> _WORK TASK_:
Within the records below, how many lines hold the word "crates"? Only the number should be returned.

> _DATA SHOWN_:
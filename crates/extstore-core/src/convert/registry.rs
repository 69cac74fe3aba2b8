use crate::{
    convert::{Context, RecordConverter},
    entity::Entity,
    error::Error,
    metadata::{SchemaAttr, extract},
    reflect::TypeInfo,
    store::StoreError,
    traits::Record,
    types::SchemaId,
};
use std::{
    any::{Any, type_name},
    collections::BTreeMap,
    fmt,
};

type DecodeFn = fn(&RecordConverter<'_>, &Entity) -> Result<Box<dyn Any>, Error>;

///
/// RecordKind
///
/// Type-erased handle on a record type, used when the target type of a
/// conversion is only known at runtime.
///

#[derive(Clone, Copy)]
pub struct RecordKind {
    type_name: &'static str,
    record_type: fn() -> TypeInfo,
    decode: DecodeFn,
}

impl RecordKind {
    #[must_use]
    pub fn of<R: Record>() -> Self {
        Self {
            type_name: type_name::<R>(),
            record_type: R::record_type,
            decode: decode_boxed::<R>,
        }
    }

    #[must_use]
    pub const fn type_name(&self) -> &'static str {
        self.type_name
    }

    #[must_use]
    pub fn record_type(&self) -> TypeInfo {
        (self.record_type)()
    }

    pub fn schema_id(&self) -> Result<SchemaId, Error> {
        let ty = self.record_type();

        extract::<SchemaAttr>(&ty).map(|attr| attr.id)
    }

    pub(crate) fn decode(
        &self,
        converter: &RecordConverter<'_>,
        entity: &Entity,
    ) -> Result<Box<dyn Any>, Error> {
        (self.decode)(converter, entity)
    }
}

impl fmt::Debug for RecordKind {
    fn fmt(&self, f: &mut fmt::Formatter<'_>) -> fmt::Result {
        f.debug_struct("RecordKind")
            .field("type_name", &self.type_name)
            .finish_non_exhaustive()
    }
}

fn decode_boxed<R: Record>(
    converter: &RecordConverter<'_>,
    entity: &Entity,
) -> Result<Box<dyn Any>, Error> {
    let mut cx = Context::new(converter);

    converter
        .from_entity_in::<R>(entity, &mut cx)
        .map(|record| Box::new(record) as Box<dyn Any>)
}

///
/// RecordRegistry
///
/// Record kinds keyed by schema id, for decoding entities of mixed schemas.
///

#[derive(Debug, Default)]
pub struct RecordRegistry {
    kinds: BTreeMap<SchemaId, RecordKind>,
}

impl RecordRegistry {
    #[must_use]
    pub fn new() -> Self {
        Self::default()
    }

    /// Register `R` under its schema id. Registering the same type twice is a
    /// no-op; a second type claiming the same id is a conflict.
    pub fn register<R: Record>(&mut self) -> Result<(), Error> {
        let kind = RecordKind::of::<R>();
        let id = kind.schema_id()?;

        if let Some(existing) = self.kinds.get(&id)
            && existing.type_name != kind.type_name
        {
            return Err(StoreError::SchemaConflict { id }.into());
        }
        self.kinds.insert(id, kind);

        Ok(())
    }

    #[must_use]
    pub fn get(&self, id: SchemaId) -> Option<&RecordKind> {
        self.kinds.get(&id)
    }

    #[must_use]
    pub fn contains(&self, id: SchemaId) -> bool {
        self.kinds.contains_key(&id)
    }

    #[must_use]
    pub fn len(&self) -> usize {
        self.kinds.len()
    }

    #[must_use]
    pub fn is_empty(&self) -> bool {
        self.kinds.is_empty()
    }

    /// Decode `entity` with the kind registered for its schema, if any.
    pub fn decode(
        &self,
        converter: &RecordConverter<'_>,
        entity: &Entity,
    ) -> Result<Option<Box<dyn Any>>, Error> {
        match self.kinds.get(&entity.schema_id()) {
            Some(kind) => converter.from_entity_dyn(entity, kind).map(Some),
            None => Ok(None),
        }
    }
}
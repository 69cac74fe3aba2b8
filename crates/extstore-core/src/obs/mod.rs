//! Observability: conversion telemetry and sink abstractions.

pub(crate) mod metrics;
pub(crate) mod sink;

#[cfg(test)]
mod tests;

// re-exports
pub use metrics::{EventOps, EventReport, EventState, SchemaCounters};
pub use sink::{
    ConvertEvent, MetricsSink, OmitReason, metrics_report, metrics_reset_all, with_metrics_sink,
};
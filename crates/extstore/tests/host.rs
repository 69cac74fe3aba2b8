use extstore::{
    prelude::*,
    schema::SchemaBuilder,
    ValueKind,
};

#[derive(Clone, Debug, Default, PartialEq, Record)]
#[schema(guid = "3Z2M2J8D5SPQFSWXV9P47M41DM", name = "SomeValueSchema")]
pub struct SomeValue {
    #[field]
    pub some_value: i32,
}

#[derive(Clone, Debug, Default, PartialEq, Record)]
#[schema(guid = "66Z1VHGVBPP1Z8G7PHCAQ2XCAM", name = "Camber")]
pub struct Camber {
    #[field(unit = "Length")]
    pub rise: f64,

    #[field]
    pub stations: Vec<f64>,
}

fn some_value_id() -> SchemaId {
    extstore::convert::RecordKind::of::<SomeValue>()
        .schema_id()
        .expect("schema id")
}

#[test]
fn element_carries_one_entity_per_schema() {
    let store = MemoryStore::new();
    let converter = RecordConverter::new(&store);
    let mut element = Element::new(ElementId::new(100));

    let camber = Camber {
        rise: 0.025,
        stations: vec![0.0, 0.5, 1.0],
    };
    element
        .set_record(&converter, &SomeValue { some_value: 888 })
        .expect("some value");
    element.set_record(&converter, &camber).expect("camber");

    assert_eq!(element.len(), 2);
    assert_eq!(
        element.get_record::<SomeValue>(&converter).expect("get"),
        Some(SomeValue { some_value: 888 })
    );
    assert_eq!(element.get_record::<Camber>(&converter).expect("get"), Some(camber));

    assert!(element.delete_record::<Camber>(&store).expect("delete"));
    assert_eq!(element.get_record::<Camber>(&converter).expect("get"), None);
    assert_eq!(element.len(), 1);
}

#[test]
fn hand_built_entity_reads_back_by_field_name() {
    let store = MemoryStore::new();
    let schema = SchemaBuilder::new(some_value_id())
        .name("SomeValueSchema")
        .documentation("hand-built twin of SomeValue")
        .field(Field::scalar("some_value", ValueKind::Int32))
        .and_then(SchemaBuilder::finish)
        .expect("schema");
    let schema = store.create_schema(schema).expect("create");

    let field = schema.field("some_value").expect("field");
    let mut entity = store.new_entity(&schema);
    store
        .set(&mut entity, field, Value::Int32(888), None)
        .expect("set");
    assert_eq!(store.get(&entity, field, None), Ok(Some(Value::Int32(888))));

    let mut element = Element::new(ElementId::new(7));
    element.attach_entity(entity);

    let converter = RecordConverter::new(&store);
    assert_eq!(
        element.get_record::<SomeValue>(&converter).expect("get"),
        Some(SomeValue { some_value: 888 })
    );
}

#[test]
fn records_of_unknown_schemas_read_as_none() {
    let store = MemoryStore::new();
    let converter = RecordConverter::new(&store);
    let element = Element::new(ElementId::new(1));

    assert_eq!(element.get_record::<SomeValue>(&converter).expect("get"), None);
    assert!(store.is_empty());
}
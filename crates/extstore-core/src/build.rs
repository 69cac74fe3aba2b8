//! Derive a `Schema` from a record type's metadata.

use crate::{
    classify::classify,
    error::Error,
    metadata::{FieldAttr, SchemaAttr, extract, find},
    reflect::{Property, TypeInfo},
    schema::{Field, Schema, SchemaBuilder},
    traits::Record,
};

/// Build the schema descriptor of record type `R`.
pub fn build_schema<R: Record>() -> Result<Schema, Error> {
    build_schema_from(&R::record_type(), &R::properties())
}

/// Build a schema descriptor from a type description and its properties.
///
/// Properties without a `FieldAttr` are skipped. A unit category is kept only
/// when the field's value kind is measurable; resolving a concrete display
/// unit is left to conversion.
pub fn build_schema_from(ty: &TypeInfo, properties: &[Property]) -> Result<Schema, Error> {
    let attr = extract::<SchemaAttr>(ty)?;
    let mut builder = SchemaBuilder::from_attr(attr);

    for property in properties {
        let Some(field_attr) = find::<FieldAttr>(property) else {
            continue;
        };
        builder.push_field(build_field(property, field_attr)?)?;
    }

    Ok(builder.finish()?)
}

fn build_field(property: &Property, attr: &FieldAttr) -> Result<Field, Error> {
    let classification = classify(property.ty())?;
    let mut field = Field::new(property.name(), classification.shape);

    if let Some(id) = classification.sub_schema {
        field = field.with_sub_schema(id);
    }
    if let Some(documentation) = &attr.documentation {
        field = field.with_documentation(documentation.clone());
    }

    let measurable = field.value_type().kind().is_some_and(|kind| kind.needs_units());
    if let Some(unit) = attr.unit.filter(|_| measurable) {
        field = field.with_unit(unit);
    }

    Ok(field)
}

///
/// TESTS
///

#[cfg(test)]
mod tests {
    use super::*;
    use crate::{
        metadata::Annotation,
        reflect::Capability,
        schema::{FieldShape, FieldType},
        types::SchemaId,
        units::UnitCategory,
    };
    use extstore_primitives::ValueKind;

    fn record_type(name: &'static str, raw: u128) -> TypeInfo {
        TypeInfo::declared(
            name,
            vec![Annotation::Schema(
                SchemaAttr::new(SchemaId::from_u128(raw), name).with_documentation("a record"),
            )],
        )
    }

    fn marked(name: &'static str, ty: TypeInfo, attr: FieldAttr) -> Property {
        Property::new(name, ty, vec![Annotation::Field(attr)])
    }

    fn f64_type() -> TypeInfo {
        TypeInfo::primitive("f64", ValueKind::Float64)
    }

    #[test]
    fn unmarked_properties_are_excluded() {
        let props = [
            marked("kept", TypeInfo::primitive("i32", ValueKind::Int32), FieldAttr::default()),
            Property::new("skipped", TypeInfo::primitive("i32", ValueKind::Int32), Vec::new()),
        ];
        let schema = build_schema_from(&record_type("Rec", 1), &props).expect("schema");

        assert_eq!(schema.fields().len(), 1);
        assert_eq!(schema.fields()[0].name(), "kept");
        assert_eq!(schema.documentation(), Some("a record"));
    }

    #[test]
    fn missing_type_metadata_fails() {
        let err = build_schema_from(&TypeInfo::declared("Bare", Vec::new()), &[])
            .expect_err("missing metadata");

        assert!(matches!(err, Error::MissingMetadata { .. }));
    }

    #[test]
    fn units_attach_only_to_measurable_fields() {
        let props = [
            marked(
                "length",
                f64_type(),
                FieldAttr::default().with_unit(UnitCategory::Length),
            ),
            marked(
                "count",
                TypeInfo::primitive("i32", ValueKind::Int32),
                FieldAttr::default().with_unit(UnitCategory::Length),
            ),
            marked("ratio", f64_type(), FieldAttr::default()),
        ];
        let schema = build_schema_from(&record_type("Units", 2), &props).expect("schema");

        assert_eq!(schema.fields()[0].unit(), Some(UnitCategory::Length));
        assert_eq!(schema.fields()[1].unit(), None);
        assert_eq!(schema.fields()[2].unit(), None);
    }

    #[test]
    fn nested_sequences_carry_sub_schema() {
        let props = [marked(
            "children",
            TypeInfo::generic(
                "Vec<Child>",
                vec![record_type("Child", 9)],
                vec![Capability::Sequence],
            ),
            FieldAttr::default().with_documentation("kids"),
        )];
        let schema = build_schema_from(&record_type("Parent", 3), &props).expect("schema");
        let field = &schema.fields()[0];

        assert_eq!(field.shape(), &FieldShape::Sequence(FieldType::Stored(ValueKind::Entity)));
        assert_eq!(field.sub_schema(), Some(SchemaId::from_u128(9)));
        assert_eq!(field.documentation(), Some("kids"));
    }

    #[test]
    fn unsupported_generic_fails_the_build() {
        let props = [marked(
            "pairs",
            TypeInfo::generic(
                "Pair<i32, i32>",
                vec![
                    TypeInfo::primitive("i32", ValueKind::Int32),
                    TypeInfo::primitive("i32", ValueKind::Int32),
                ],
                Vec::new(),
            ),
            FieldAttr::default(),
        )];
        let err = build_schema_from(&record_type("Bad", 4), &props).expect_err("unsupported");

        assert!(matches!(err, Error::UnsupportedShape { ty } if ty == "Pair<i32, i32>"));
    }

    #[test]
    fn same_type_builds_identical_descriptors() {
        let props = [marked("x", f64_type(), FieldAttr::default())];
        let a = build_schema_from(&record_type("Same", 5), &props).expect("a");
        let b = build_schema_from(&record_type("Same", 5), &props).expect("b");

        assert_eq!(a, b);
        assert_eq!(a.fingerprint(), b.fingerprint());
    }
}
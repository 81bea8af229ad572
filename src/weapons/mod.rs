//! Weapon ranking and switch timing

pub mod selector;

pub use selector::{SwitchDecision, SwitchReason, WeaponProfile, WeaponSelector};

> _COMPLETED TASK_:
4